Alonso Ruizpalacios (/es-419/; born 1978) is a Mexican film director. He is best known for directing the feature films Güeros (2014), Museum (2018), A Cop Movie (2021) and La cocina (2024).

== Biography ==
Ruizpalacios was born and raised in Mexico City. He studied stage directing in Mexico City, before moving to London where he trained as an actor at RADA. Ruizpalacios writes and directs for both stage and screen. His short film Café Paraíso won multiple awards on the film festival circuit. His debut feature Güeros, shot in black and white, was lauded by critics and won five Ariel Awards in 2015, including Best Picture, Best First Film and Best Director. Ruizpalacios also directed the music video for "Hasta la Raíz" by Mexican singer-songwriter Natalia Lafourcade.

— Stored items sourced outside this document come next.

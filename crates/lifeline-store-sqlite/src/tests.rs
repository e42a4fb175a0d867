//! Integration tests for `SqliteStore` against an in-memory database.

use std::time::Duration;

use chrono::Utc;
use futures::StreamExt as _;
use lifeline_core::{
  contact::{Contact, Roles},
  interval::CheckInInterval,
  remote::Remote,
  user::{NewUser, User, UserPatch},
};
use uuid::Uuid;

use crate::{Error, SqliteStore};

async fn store() -> SqliteStore {
  SqliteStore::open_in_memory()
    .await
    .expect("in-memory store")
}

async fn user(s: &SqliteStore, name: &str) -> User {
  s.create_user(NewUser::new(name)).await.unwrap()
}

/// `a` adds `b` with `roles` from `a`'s point of view.
async fn pair(s: &SqliteStore, roles: Roles) -> (User, User) {
  let a = user(s, "Ada").await;
  let b = user(s, "Brendan").await;
  s.add_contact_relation(a.user_id, b.user_id, roles).await.unwrap();
  (a, b)
}

async fn edge(s: &SqliteStore, owner: Uuid, peer: Uuid) -> Option<Contact> {
  s.load_contacts(owner)
    .await
    .unwrap()
    .into_iter()
    .find(|c| c.peer_id == peer)
}

// ─── Users ───────────────────────────────────────────────────────────────────

#[tokio::test]
async fn create_and_load_user() {
  let s = store().await;
  let created = user(&s, "Ada").await;

  let loaded = s.load_user(created.user_id).await.unwrap();
  assert_eq!(loaded.name, "Ada");
  assert_eq!(loaded.qr_code_id, created.qr_code_id);
  assert_eq!(loaded.check_in_interval, CheckInInterval::default());
  assert!(loaded.profile_complete);
  assert!(!loaded.manual_alert_active);
}

#[tokio::test]
async fn load_missing_user_is_not_found() {
  let s = store().await;
  let err = s.load_user(Uuid::new_v4()).await.unwrap_err();
  assert!(matches!(err, Error::UserNotFound(_)));
  assert!(matches!(lifeline_core::Error::from(err), lifeline_core::Error::NotFound(_)));
}

#[tokio::test]
async fn update_user_touches_only_patched_fields() {
  let s = store().await;
  let u = user(&s, "Ada").await;

  let interval = CheckInInterval::from_hours(8).unwrap();
  let updated = s.update_user(u.user_id, UserPatch::interval(interval)).await.unwrap();
  assert_eq!(updated.check_in_interval, interval);
  assert_eq!(updated.name, "Ada");
  assert_eq!(updated.last_checked_in, u.last_checked_in);
  assert!(updated.last_updated >= u.last_updated);

  let patch = UserPatch { note: Some("allergic to penicillin".into()), ..UserPatch::default() };
  let updated = s.update_user(u.user_id, patch).await.unwrap();
  assert_eq!(updated.note, "allergic to penicillin");
  assert_eq!(updated.check_in_interval, interval);
}

#[tokio::test]
async fn update_missing_user_fails() {
  let s = store().await;
  let err = s
    .update_user(Uuid::new_v4(), UserPatch::check_in(Utc::now()))
    .await
    .unwrap_err();
  assert!(matches!(err, Error::UserNotFound(_)));
}

#[tokio::test]
async fn manual_alert_set_and_cleared() {
  let s = store().await;
  let u = user(&s, "Ada").await;
  let at = Utc::now();

  let on = s.update_user(u.user_id, UserPatch::manual_alert(true, at)).await.unwrap();
  assert!(on.manual_alert_active);
  assert!(on.manual_alert_at.is_some());

  let off = s.update_user(u.user_id, UserPatch::manual_alert(false, at)).await.unwrap();
  assert!(!off.manual_alert_active);
  assert_eq!(off.manual_alert_at, None);
}

// ─── Lookup ──────────────────────────────────────────────────────────────────

#[tokio::test]
async fn lookup_by_code() {
  let s = store().await;
  let u = user(&s, "Ada").await;

  let found = s.lookup_user_by_code(u.qr_code_id).await.unwrap().unwrap();
  assert_eq!(found.user_id, u.user_id);
  assert_eq!(found.name, "Ada");

  assert!(s.lookup_user_by_code(Uuid::new_v4()).await.unwrap().is_none());
}

// ─── Relationships ───────────────────────────────────────────────────────────

#[tokio::test]
async fn add_creates_mirrored_edges() {
  let s = store().await;
  let (a, b) = pair(&s, Roles::RESPONDER).await;

  let ab = edge(&s, a.user_id, b.user_id).await.unwrap();
  assert!(ab.is_responder() && !ab.is_dependent());
  assert_eq!(ab.name, "Brendan");
  assert_eq!(ab.last_checked_in, Some(b.last_checked_in));

  let ba = edge(&s, b.user_id, a.user_id).await.unwrap();
  assert!(ba.is_dependent() && !ba.is_responder());
}

#[tokio::test]
async fn add_duplicate_is_already_exists() {
  let s = store().await;
  let (a, b) = pair(&s, Roles::BOTH).await;

  let err = s
    .add_contact_relation(a.user_id, b.user_id, Roles::RESPONDER)
    .await
    .unwrap_err();
  assert!(matches!(err, Error::ContactExists { .. }));
  assert!(matches!(
    lifeline_core::Error::from(err),
    lifeline_core::Error::AlreadyExists(_)
  ));
}

#[tokio::test]
async fn add_self_or_unknown_is_rejected() {
  let s = store().await;
  let a = user(&s, "Ada").await;

  let err = s.add_contact_relation(a.user_id, a.user_id, Roles::BOTH).await.unwrap_err();
  assert!(matches!(err, Error::SelfRelation));

  let ghost = Uuid::new_v4();
  let err = s.add_contact_relation(a.user_id, ghost, Roles::BOTH).await.unwrap_err();
  assert!(matches!(err, Error::UserNotFound(id) if id == ghost));
}

#[tokio::test]
async fn update_roles_updates_both_edges() {
  let s = store().await;
  let (a, b) = pair(&s, Roles::RESPONDER).await;

  s.update_contact_roles(a.user_id, b.user_id, Roles::BOTH).await.unwrap();
  assert_eq!(edge(&s, a.user_id, b.user_id).await.unwrap().roles, Roles::BOTH);
  assert_eq!(edge(&s, b.user_id, a.user_id).await.unwrap().roles, Roles::BOTH);

  s.update_contact_roles(a.user_id, b.user_id, Roles::DEPENDENT).await.unwrap();
  assert_eq!(edge(&s, b.user_id, a.user_id).await.unwrap().roles, Roles::RESPONDER);
}

#[tokio::test]
async fn update_roles_on_missing_edge_fails() {
  let s = store().await;
  let a = user(&s, "Ada").await;
  let b = user(&s, "Brendan").await;
  let err = s
    .update_contact_roles(a.user_id, b.user_id, Roles::BOTH)
    .await
    .unwrap_err();
  assert!(matches!(err, Error::ContactNotFound { .. }));
}

#[tokio::test]
async fn dropping_dependent_role_clears_its_ping() {
  let s = store().await;
  let (a, b) = pair(&s, Roles::BOTH).await;
  s.ping_dependent(a.user_id, b.user_id).await.unwrap();

  s.update_contact_roles(a.user_id, b.user_id, Roles::RESPONDER).await.unwrap();
  assert!(!edge(&s, a.user_id, b.user_id).await.unwrap().has_outgoing_ping);
  assert!(!edge(&s, b.user_id, a.user_id).await.unwrap().has_incoming_ping);
}

#[tokio::test]
async fn delete_removes_both_edges_and_is_idempotent() {
  let s = store().await;
  let (a, b) = pair(&s, Roles::BOTH).await;

  s.delete_contact_relation(a.user_id, b.user_id).await.unwrap();
  assert!(s.load_contacts(a.user_id).await.unwrap().is_empty());
  assert!(s.load_contacts(b.user_id).await.unwrap().is_empty());

  s.delete_contact_relation(a.user_id, b.user_id).await.unwrap();
}

// ─── Pings ───────────────────────────────────────────────────────────────────

#[tokio::test]
async fn ping_sets_both_sides() {
  let s = store().await;
  // Ada monitors Brendan.
  let (a, b) = pair(&s, Roles::DEPENDENT).await;

  s.ping_dependent(a.user_id, b.user_id).await.unwrap();

  let ab = edge(&s, a.user_id, b.user_id).await.unwrap();
  assert!(ab.has_outgoing_ping);
  assert!(ab.outgoing_ping_at.is_some());

  let ba = edge(&s, b.user_id, a.user_id).await.unwrap();
  assert!(ba.has_incoming_ping);
  assert_eq!(ba.incoming_ping_at, ab.outgoing_ping_at);
}

#[tokio::test]
async fn repeated_ping_is_a_no_op() {
  let s = store().await;
  let (a, b) = pair(&s, Roles::DEPENDENT).await;

  s.ping_dependent(a.user_id, b.user_id).await.unwrap();
  let first = edge(&s, a.user_id, b.user_id).await.unwrap().outgoing_ping_at;
  s.ping_dependent(a.user_id, b.user_id).await.unwrap();
  let second = edge(&s, a.user_id, b.user_id).await.unwrap().outgoing_ping_at;

  assert_eq!(first, second);
}

#[tokio::test]
async fn ping_requires_dependent_role() {
  let s = store().await;
  let (a, b) = pair(&s, Roles::RESPONDER).await;

  let err = s.ping_dependent(a.user_id, b.user_id).await.unwrap_err();
  assert!(matches!(err, Error::NotDependent { .. }));

  let err = s.ping_dependent(a.user_id, Uuid::new_v4()).await.unwrap_err();
  assert!(matches!(err, Error::ContactNotFound { .. }));
}

#[tokio::test]
async fn respond_and_clear_reset_both_sides() {
  let s = store().await;
  let (a, b) = pair(&s, Roles::DEPENDENT).await;

  s.ping_dependent(a.user_id, b.user_id).await.unwrap();
  s.respond_to_ping(b.user_id, a.user_id).await.unwrap();
  assert!(!edge(&s, a.user_id, b.user_id).await.unwrap().has_outgoing_ping);
  assert!(!edge(&s, b.user_id, a.user_id).await.unwrap().has_incoming_ping);

  // Responding again is harmless.
  s.respond_to_ping(b.user_id, a.user_id).await.unwrap();

  s.ping_dependent(a.user_id, b.user_id).await.unwrap();
  s.clear_ping(a.user_id, b.user_id).await.unwrap();
  let ba = edge(&s, b.user_id, a.user_id).await.unwrap();
  assert!(!ba.has_incoming_ping);
  assert_eq!(ba.incoming_ping_at, None);
}

#[tokio::test]
async fn respond_to_all_clears_every_incoming_ping() {
  let s = store().await;
  let me = user(&s, "Dana").await;
  let mut responders = Vec::new();
  for name in ["Ada", "Brendan", "Cleo"] {
    let r = user(&s, name).await;
    // Each responder monitors me.
    s.add_contact_relation(r.user_id, me.user_id, Roles::DEPENDENT).await.unwrap();
    s.ping_dependent(r.user_id, me.user_id).await.unwrap();
    responders.push(r);
  }
  assert_eq!(
    s.load_contacts(me.user_id).await.unwrap().iter().filter(|c| c.has_incoming_ping).count(),
    3
  );

  s.respond_to_all_pings(me.user_id).await.unwrap();

  let mine = s.load_contacts(me.user_id).await.unwrap();
  assert!(mine.iter().all(|c| !c.has_incoming_ping));
  for r in &responders {
    assert!(!edge(&s, r.user_id, me.user_id).await.unwrap().has_outgoing_ping);
  }
}

// ─── Snapshots and streams ───────────────────────────────────────────────────

#[tokio::test]
async fn peer_snapshot_reflects_alert_and_check_in() {
  let s = store().await;
  // Brendan monitors Ada.
  let (a, b) = pair(&s, Roles::RESPONDER).await;
  let at = Utc::now();

  s.update_user(a.user_id, UserPatch::manual_alert(true, at)).await.unwrap();
  s.update_user(a.user_id, UserPatch::check_in(at)).await.unwrap();

  let seen_by_b = edge(&s, b.user_id, a.user_id).await.unwrap();
  assert!(seen_by_b.manual_alert_active);
  assert_eq!(seen_by_b.last_checked_in.map(|t| t.timestamp()), Some(at.timestamp()));
}

#[tokio::test]
async fn contact_stream_delivers_initial_and_changes() {
  let s = store().await;
  let (a, b) = pair(&s, Roles::DEPENDENT).await;

  let mut stream = Box::pin(s.stream_contacts(b.user_id));
  let initial = stream.next().await.unwrap().unwrap();
  assert!(!initial[0].has_incoming_ping);

  s.ping_dependent(a.user_id, b.user_id).await.unwrap();

  let next = tokio::time::timeout(Duration::from_secs(5), stream.next())
    .await
    .expect("stream delivery")
    .unwrap()
    .unwrap();
  assert!(next[0].has_incoming_ping);
}

#[tokio::test]
async fn user_stream_follows_updates() {
  let s = store().await;
  let u = user(&s, "Ada").await;

  let mut stream = Box::pin(s.stream_user(u.user_id));
  assert_eq!(stream.next().await.unwrap().unwrap().name, "Ada");

  let patch = UserPatch { name: Some("Ada L.".into()), ..UserPatch::default() };
  s.update_user(u.user_id, patch).await.unwrap();

  let next = tokio::time::timeout(Duration::from_secs(5), stream.next())
    .await
    .expect("stream delivery")
    .unwrap()
    .unwrap();
  assert_eq!(next.name, "Ada L.");
}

He recently directed the movie Museo, starring Gael García Bernal. The film won the best script award at the Berlin International Film Festival. Museum has also been present in other international festivals. The film tells the story of the famous robbery to the National Museo of Anthropology on December 25, 1985, in Mexico City.

He has also contributed towards TV series: directing two episodes for Narcos: Mexico and two episodes for the Mexican TV show Aquí en la tierra; besides being the showrunner of the XY TV show for the Mexican television network Once TV. Ruizpalacios also directed season 2 episodes 10 to 12 of the Star Wars show Andor.

Ruizpalacios has named Nuri Bilge Ceylan as his favourite living director.

==Selected filmography==
- Güeros (2014)
- Museum (2018)
- A Cop Movie (2021)
- La Cocina (2024)
- Andor (2025, TV series, 3 episodes)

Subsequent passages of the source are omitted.